We now compare R_sq of P-S stacks treated with 60% HNO₃ to those that were not, taking into account the number of layers in Figure 3 and Table 4. HNO₃ treatment drastically reduced sheet resistance by about two orders of magnitude across all P-S pellicle samples. Notably, the best performance, 7.7 Ω/sq, was obtained by treating 9×lamina P-S layers with 60% HNO₃. It should be noted that this work expands on our previous work [2], expanding the analysis to encompass nine P-S layers instead of the previous maximum of six. Sheet resistance is reduced threefold as a result of the addition of these extra three layers. However, only slight improvements were obtained with further increases in the number of pellicles (more than nine pellicles). Reference [8] states that by selectively eliminating PSS domains, treating P-S laminas with HNO₃ greatly increases conductivity and results in a more ordered, crystalline PEDOT structure. By increasing polaron interactions between PEDOT chains, this rearrangement enhances mobility and carrier concentration. Higher HNO₃ concentrations, such as14 M, decreased the PSS content by more than 60%, as demonstrated by XPS and Raman spectroscopy. This resulted in an increase in conductivity from 1810 S/cm (using 3 M HNO₃) to 4100 S/cm [8]. Lower energy barriers for inter-chain hopping and simpler charge transfer are the causes of the improvement.
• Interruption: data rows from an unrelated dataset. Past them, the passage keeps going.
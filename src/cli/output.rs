//! Terminal output formatting with colors
//!
//! Respects NO_COLOR, CLICOLOR, CLICOLOR_FORCE automatically.

use colored::Colorize;

/// Print error (red bold "error:" prefix) to stderr
pub fn error(msg: &(impl std::fmt::Display + ?Sized)) {
    eprintln!("{}: {}", "error".red().bold(), msg);
}

/// Print warning (yellow "Warning:" prefix) to stderr
pub fn warning(msg: &(impl std::fmt::Display + ?Sized)) {
    eprintln!("{}: {}", "Warning".yellow(), msg);
}

/// Print section header (cyan bold)
pub fn header(msg: &(impl std::fmt::Display + ?Sized)) {
    println!("{}", msg.to_string().cyan().bold());
}

/// Print a tag label (green) followed by plain detail
pub fn tag_line(label: &str, detail: &(impl std::fmt::Display + ?Sized)) {
    println!("{} {}", label.green(), detail);
}

/// Print plain output (no color, for rendered trees and config)
pub fn info(msg: &(impl std::fmt::Display + ?Sized)) {
    println!("{}", msg);
}
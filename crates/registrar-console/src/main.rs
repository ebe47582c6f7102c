use anyhow::Context;
use registrar_console::cli::{Action, Invocation};
use registrar_sync::{ConsoleConfig, Session};

fn load_config(invocation: &Invocation) -> anyhow::Result<ConsoleConfig> {
    let config = match &invocation.config_path {
        Some(path) => ConsoleConfig::load(path)
            .with_context(|| format!("loading {}", path.display()))?,
        None => ConsoleConfig::default(),
    };
    let mut config = config.with_env_overrides();
    if let Some(url) = &invocation.base_url {
        config = config.with_base_url(url.clone());
    }
    if let Some(cookie) = &invocation.session {
        config = config.with_session_cookie(cookie.clone());
    }
    config.validate().context("invalid configuration")?;
    Ok(config)
}

async fn execute(invocation: Invocation) -> anyhow::Result<()> {
    let config = load_config(&invocation)?;
    tracing::debug!(base_url = %config.base_url, "connecting");
    let session = Session::connect(config).context("building HTTP client")?;

    let mut stdout = std::io::stdout().lock();
    match invocation.action {
        Action::Notifications { watch: true } => {
            let shutdown = async {
                if let Err(err) = tokio::signal::ctrl_c().await {
                    tracing::warn!(error = %err, "could not listen for ctrl-c");
                    std::future::pending::<()>().await;
                }
            };
            registrar_console::watch_notifications(&session, &mut stdout, shutdown).await
        }
        action => registrar_console::run(&session, action, &mut stdout).await,
    }
}

#[tokio::main]
async fn main() {
    let matches = registrar_console::command().get_matches();
    let invocation = match registrar_console::parse(&matches) {
        Ok(invocation) => invocation,
        Err(err) => {
            eprintln!("{err:#}");
            std::process::exit(2);
        }
    };
    registrar_console::init_tracing(invocation.log_json);

    if let Err(err) = execute(invocation).await {
        eprintln!("{err:#}");
        std::process::exit(1);
    }
}
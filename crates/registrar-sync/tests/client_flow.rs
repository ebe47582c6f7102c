//! Client submissions, notifications and session teardown

use pretty_assertions::assert_eq;
use registrar_model::{RequestStatus, RequestType, TransitionTable};
use registrar_sync::views;
use registrar_sync::{
    ClientRequests, RefreshScope, RequestRegistry, SyncOrchestrator, FIELD_DOMAIN, FIELD_TARGET_CLIENT,
};
use registrar_test_utils::{
    client, domain, notification, register_request, scripted_session, Endpoint, ScriptedBackend,
};
use std::sync::Arc;
use std::time::Duration;

fn backend_with_domain() -> Arc<ScriptedBackend> {
    let backend = ScriptedBackend::new().with_client_user(1).shared();
    backend.seed_client(client(1, "alice"));
    backend.seed_client(client(2, "bob"));
    backend.seed_domain(domain(5, "example.com", 1));
    backend
}

#[tokio::test]
async fn unknown_transfer_target_is_a_field_error() {
    let backend = backend_with_domain();
    let session = scripted_session(&backend);

    let surface = session
        .client_requests()
        .submit_internal_transfer(Some(5), "acme")
        .await
        .unwrap_err();

    assert_eq!(
        surface.field(FIELD_TARGET_CLIENT),
        ["Target client not found or inactive.".to_string()]
    );
    assert!(surface.banner.is_none());
    assert_eq!(surface.status, 404);
    assert_eq!(backend.transfer_submissions()[0].target_client_identifier, "acme");
}

#[tokio::test]
async fn missing_inputs_stay_local() {
    let backend = backend_with_domain();
    let session = scripted_session(&backend);

    let surface = session
        .client_requests()
        .submit_internal_transfer(None, "  ")
        .await
        .unwrap_err();
    assert!(!surface.field(FIELD_DOMAIN).is_empty());
    assert!(!surface.field(FIELD_TARGET_CLIENT).is_empty());
    assert!(backend.calls().is_empty());
}

#[tokio::test]
async fn accepted_transfer_refreshes_client_counts() {
    let backend = backend_with_domain();
    let session = scripted_session(&backend);

    let request = session
        .client_requests()
        .submit_internal_transfer(Some(5), " bob ")
        .await
        .unwrap();
    assert_eq!(request.request_type, RequestType::InternalTransferRequest);
    assert_eq!(request.status, RequestStatus::PendingAdminApproval);
    assert_eq!(request.transfer_target_id(), Some(2));

    let counts = session.registry().client_counts().unwrap();
    assert_eq!(counts.pending_internal_transfers, Some(1));

    // a second one for the same domain is refused by the backend
    let surface = session
        .client_requests()
        .submit_internal_transfer(Some(5), "bob")
        .await
        .unwrap_err();
    assert_eq!(surface.banner.as_deref(), Some("Request already pending."));
    assert_eq!(surface.status, 409);
}

#[tokio::test]
async fn submission_succeeds_when_counts_cannot_refresh() {
    let backend = backend_with_domain();
    let registry = Arc::new(RequestRegistry::new(TransitionTable::standard()));
    // no client backend, so the counts refresh fails locally
    let orchestrator = Arc::new(SyncOrchestrator::new(Arc::clone(&registry)));
    let requests = ClientRequests::new(backend.clone(), orchestrator);

    let request = requests.request_lock_change(5, true).await.unwrap();
    assert_eq!(request.request_type, RequestType::LockChange);
    assert_eq!(backend.call_count(Endpoint::LockChange), 1);
    assert_eq!(backend.call_count(Endpoint::PendingCounts), 0);
    assert!(registry.client_counts().is_none());
}

#[tokio::test]
async fn lock_change_in_current_state_is_a_banner() {
    let backend = backend_with_domain();
    let session = scripted_session(&backend);

    let surface = session
        .client_requests()
        .request_lock_change(5, false)
        .await
        .unwrap_err();
    assert_eq!(surface.banner.as_deref(), Some("Domain is already unlocked."));

    let request = session.client_requests().request_lock_change(5, true).await.unwrap();
    assert_eq!(request.summary_flag("requested_lock_status"), Some(true));
    assert_eq!(session.registry().client_counts().unwrap().lock_changes, Some(1));
}

#[tokio::test]
async fn notifications_panel_round_trip() {
    let backend = backend_with_domain();
    backend.seed_notification(notification(1, "invoice_new", "Invoice INV-7 issued"));
    backend.seed_notification(notification(2, "request_update", "Your transfer was rejected"));
    let session = scripted_session(&backend);
    let center = session.notifications();

    center.open_panel().await.unwrap();
    assert_eq!(views::notification_badge(center.unread_count()).text.as_deref(), Some("2"));
    let panel = views::notification_items(&center.snapshot().items);
    assert_eq!(panel.items()[1].icon, "XCircle");

    center.mark_read(1).await.unwrap();
    assert_eq!(center.unread_count(), 1);
    center.mark_all_read().await.unwrap();
    assert!(!views::notification_badge(center.unread_count()).is_visible());

    let calls = backend.call_count(Endpoint::MarkRead);
    center.mark_all_read().await.unwrap();
    assert_eq!(backend.call_count(Endpoint::MarkRead), calls);
}

#[tokio::test]
async fn logout_stops_polling_and_clears_state() {
    let backend = backend_with_domain();
    backend.seed_request(register_request(42));
    let session = scripted_session(&backend);

    session
        .enter_section(RefreshScope::PendingList(RequestType::Register))
        .await
        .unwrap();
    session.start_polling_every(Duration::from_millis(10));
    tokio::time::sleep(Duration::from_millis(30)).await;
    assert!(session.poller().is_running());
    assert!(backend.call_count(Endpoint::Notifications) >= 1);

    session.logout().await.unwrap();
    assert!(!session.poller().is_running());
    assert!(!session.registry().is_loaded(RequestType::Register));
    assert_eq!(backend.call_count(Endpoint::Logout), 1);

    let polls = backend.call_count(Endpoint::Notifications);
    tokio::time::sleep(Duration::from_millis(30)).await;
    assert_eq!(backend.call_count(Endpoint::Notifications), polls);
}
Table 3. Shows the sheet resistance in relation to the HNO₃ acid concentration applied for 60 s.

Enhancement method	Rsq [Ω/sq]
1-layer P-S + HNO3 100%,60 s	129
1-layer P-S + HNO3 80%, 60 s	172
1-layer P-S + HNO3 60%, 60 s	182
1-layer P-S + HNO3 40%, 60 s	203
1-layer P-S + HNO3 20%, 60 s	1832

Table  4. Shows the sheet resistance, R_sq, of multilayer stack of P-S laminas with and without HNO₃ acid treatment.
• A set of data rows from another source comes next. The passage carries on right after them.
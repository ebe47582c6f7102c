//! reqwest implementation of the backend traits
//!
//! JSON over HTTP with a cookie session. Non-2xx bodies are classified by
//! [`ApiError::from_response`]; transport failures and undecodable 2xx
//! bodies become [`ApiError::Network`].

use crate::backend::{
    AdminBackend, ClientBackend, DomainEnvelope, InternalTransferSubmission, InvoiceEnvelope,
    NotificationBackend, RequestEnvelope, SessionBackend,
};
use crate::config::ConsoleConfig;
use async_trait::async_trait;
use registrar_model::{
    ApiError, Client, ClientDetail, ClientPendingCounts, DashboardSummary, Domain, DomainDetail,
    Invoice, MarkReadRequest, MarkReadResponse, MarkReadTarget, NotificationFeed, Request,
    RequestType, StatusUpdate, StatusUpdateResponse, TicketReplyOutcome,
};
use reqwest::header::{HeaderMap, HeaderValue, ACCEPT, COOKIE};
use reqwest::RequestBuilder;
use serde::de::DeserializeOwned;
use serde_json::json;

/// HTTP backend for both admin and client sessions
#[derive(Debug, Clone)]
pub struct HttpBackend {
    client: reqwest::Client,
    config: ConsoleConfig,
}

impl HttpBackend {
    /// Build a backend from configuration
    ///
    /// # Errors
    /// Returns [`ApiError::Network`] when the session cookie is not a valid
    /// header value or the TLS backend fails to initialise.
    pub fn new(config: ConsoleConfig) -> Result<Self, ApiError> {
        let mut headers = HeaderMap::new();
        headers.insert(ACCEPT, HeaderValue::from_static("application/json"));
        if let Some(cookie) = config.session_cookie.as_deref() {
            let value = HeaderValue::from_str(cookie)
                .map_err(|e| ApiError::network(format!("invalid session cookie: {e}")))?;
            headers.insert(COOKIE, value);
        }

        let client = reqwest::Client::builder()
            .timeout(config.request_timeout())
            .cookie_store(true)
            .default_headers(headers)
            .build()
            .map_err(|e| ApiError::network(format!("build http client: {e}")))?;

        Ok(Self { client, config })
    }

    /// Configuration this backend was built with
    #[inline]
    #[must_use]
    pub fn config(&self) -> &ConsoleConfig {
        &self.config
    }

    async fn send<T: DeserializeOwned>(&self, builder: RequestBuilder) -> Result<T, ApiError> {
        let response = builder.send().await.map_err(|err| {
            tracing::warn!(error = %err, "backend request failed");
            ApiError::network(err.to_string())
        })?;

        let status = response.status();
        let url = response.url().path().to_string();
        let body = response
            .bytes()
            .await
            .map_err(|err| ApiError::network(err.to_string()))?;

        if !status.is_success() {
            let err = ApiError::from_response(status.as_u16(), &body);
            tracing::debug!(%url, status = status.as_u16(), error = %err, "backend returned error");
            return Err(err);
        }

        serde_json::from_slice(&body)
            .map_err(|err| ApiError::network(format!("response from {url} not valid JSON: {err}")))
    }

    async fn admin_get<T: DeserializeOwned>(&self, path: &str) -> Result<T, ApiError> {
        let url = self.config.admin_url(path);
        tracing::debug!(%url, "GET");
        self.send(self.client.get(url)).await
    }

    async fn admin_post<T: DeserializeOwned>(
        &self,
        path: &str,
        body: serde_json::Value,
    ) -> Result<T, ApiError> {
        let url = self.config.admin_url(path);
        tracing::debug!(%url, "POST");
        self.send(self.client.post(url).json(&body)).await
    }

    async fn api_get<T: DeserializeOwned>(&self, path: &str) -> Result<T, ApiError> {
        let url = self.config.api_url(path);
        tracing::debug!(%url, "GET");
        self.send(self.client.get(url)).await
    }

    async fn api_post<T: DeserializeOwned, B: serde::Serialize + Sync + ?Sized>(
        &self,
        path: &str,
        body: &B,
    ) -> Result<T, ApiError> {
        let url = self.config.api_url(path);
        tracing::debug!(%url, "POST");
        self.send(self.client.post(url).json(body)).await
    }
}

#[async_trait]
impl AdminBackend for HttpBackend {
    async fn dashboard_summary(&self) -> Result<DashboardSummary, ApiError> {
        self.admin_get("dashboard-summary").await
    }

    async fn recent_pending(&self) -> Result<Vec<Request>, ApiError> {
        self.admin_get("requests/recent-pending").await
    }

    async fn pending_requests(&self, request_type: RequestType) -> Result<Vec<Request>, ApiError> {
        self.admin_get(&format!("requests/{}/pending", request_type.as_str()))
            .await
    }

    async fn tickets(&self) -> Result<Vec<Request>, ApiError> {
        self.admin_get("requests/support-tickets/all").await
    }

    async fn ticket_detail(&self, ticket_id: u64) -> Result<Request, ApiError> {
        self.admin_get(&format!("support-tickets/{ticket_id}/details"))
            .await
    }

    async fn update_status(
        &self,
        request_type: RequestType,
        id: u64,
        update: &StatusUpdate,
    ) -> Result<Request, ApiError> {
        let url = self.config.admin_url(&format!(
            "requests/{}/{id}/status",
            request_type.path_segment()
        ));
        tracing::debug!(%url, status = %update.status, "PUT");
        let response: StatusUpdateResponse = self.send(self.client.put(url).json(update)).await?;
        Ok(response.item)
    }

    async fn reply_to_ticket(
        &self,
        ticket_id: u64,
        message: &str,
    ) -> Result<TicketReplyOutcome, ApiError> {
        self.admin_post(
            &format!("support-tickets/{ticket_id}/reply"),
            json!({ "message": message }),
        )
        .await
    }

    async fn domains(&self) -> Result<Vec<Domain>, ApiError> {
        self.admin_get("all-domains").await
    }

    async fn domain_detail(&self, domain_id: u64) -> Result<DomainDetail, ApiError> {
        self.admin_get(&format!("domain/{domain_id}/details")).await
    }

    async fn reassign_domain(&self, domain_id: u64, new_user_id: u64) -> Result<Domain, ApiError> {
        let envelope: DomainEnvelope = self
            .admin_post(
                &format!("domains/{domain_id}/reassign"),
                json!({ "new_user_id": new_user_id }),
            )
            .await?;
        Ok(envelope.domain)
    }

    async fn clients(&self) -> Result<Vec<Client>, ApiError> {
        self.admin_get("clients").await
    }

    async fn client_detail(&self, client_id: u64) -> Result<ClientDetail, ApiError> {
        self.admin_get(&format!("client/{client_id}/details")).await
    }

    async fn invoices(&self) -> Result<Vec<Invoice>, ApiError> {
        self.admin_get("invoices").await
    }

    async fn mark_invoice_paid(&self, invoice_id: u64) -> Result<Invoice, ApiError> {
        let envelope: InvoiceEnvelope = self
            .admin_post(&format!("invoices/{invoice_id}/mark-paid"), json!({}))
            .await?;
        Ok(envelope.invoice)
    }

    async fn cancel_invoice(&self, invoice_id: u64) -> Result<Invoice, ApiError> {
        let envelope: InvoiceEnvelope = self
            .admin_post(&format!("invoices/{invoice_id}/cancel"), json!({}))
            .await?;
        Ok(envelope.invoice)
    }
}

#[async_trait]
impl ClientBackend for HttpBackend {
    async fn pending_counts(&self) -> Result<ClientPendingCounts, ApiError> {
        self.api_get("client/pending-request-counts").await
    }

    async fn client_tickets(&self) -> Result<Vec<Request>, ApiError> {
        self.api_get("support-tickets").await
    }

    async fn submit_internal_transfer(
        &self,
        submission: &InternalTransferSubmission,
    ) -> Result<Request, ApiError> {
        let envelope: RequestEnvelope = self
            .api_post("domain-requests/internal-transfer", submission)
            .await?;
        Ok(envelope.request)
    }

    async fn request_auto_renew_change(&self, domain_id: u64, enable: bool) -> Result<Request, ApiError> {
        let envelope: RequestEnvelope = self
            .api_post(
                &format!("domain-requests/auto-renew-change/{domain_id}"),
                &json!({ "requestedAutoRenewStatus": enable }),
            )
            .await?;
        Ok(envelope.request)
    }

    async fn request_lock_change(&self, domain_id: u64, lock: bool) -> Result<Request, ApiError> {
        let envelope: RequestEnvelope = self
            .api_post(
                &format!("domain-requests/lock-change/{domain_id}"),
                &json!({ "requestedLockStatus": lock }),
            )
            .await?;
        Ok(envelope.request)
    }
}

#[async_trait]
impl NotificationBackend for HttpBackend {
    async fn notifications(&self) -> Result<NotificationFeed, ApiError> {
        self.api_get("notifications").await
    }

    async fn mark_read(&self, target: MarkReadTarget) -> Result<u64, ApiError> {
        let response: MarkReadResponse = self
            .api_post("notifications/mark-read", &MarkReadRequest { ids: target })
            .await?;
        Ok(response.unread_count)
    }
}

#[async_trait]
impl SessionBackend for HttpBackend {
    async fn logout(&self) -> Result<(), ApiError> {
        let _: serde_json::Value = self.api_post("auth/logout", &json!({})).await?;
        Ok(())
    }
}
Numbers of P-S layers	Rsq 60% HNO3 60 s [Ω/sq]	Rsq no acid [Ω/sq]
1-layer P-S	182	231k
3-layer P-S	52	19k
6- layer P-S	21	910
9-layer P-S	7.6	38.05
12-layer P-S	2.3	15.07

The increase from six, nine, and twelve layers, particularly when acid treatment is included, implies that the additional three layers are meant to make up for the material loss that occurs during the etching process. A phase separation phenomenon separates the PEDOT and PSS phases in the vertical direction during the spin deposition of P-S, as explained in greater detail elsewhere [2]. The resulting wet lamina collects a PSS-rich solution at the upper segment of the conductive PEDOT chains at the base. As expected, there is a gradual transition between the PEDOT and PSS phases, with the PSS concentration being highest at the top and gradually decreasing towards the bottom. PEDOT exhibits the reverse tendency. With each successive P-S lamina, the PEDOT component of the subsequent lamina penetrates the soluble PSS of the preceding lamina, causing the combined PEDOT phase at the base to thicken and consolidate. The top portion of the layer containing the non-conductive PSS component is eliminated when acid treatment is applied. The conductivity of the etch-reduced P-S lamina should be increased by removing a significant amount of the PSS residues in the PEDOT phase during the acid treatment process.

The study focuses on how Ag NPs might improve P-S's electrical conductivity. Because silver is inert, we applied it in two ways: topical administration following a soft bake of the P-S and bulk doping, in which Ag NPs dispersion is directly combined with P-S solution. Ag NPs in two size ranges 20 to 30 nm and 50 to 60 nm were utilized. The larger nanoparticle sizes consistently produced greater conductivity levels, according to our experiments. Ag NPs topical and bulk uses for 1×lamina and 3×lamina P-S are contrasted in Table 5. Topical application of Ag NPs results in a three orders-of-magnitude increase in sheet resistance compared to the bulk approach. Thus, this approach could prove more advantageous for applications like ReRAM cells, where the inclusion of Cu or Ag is particularly beneficial [1].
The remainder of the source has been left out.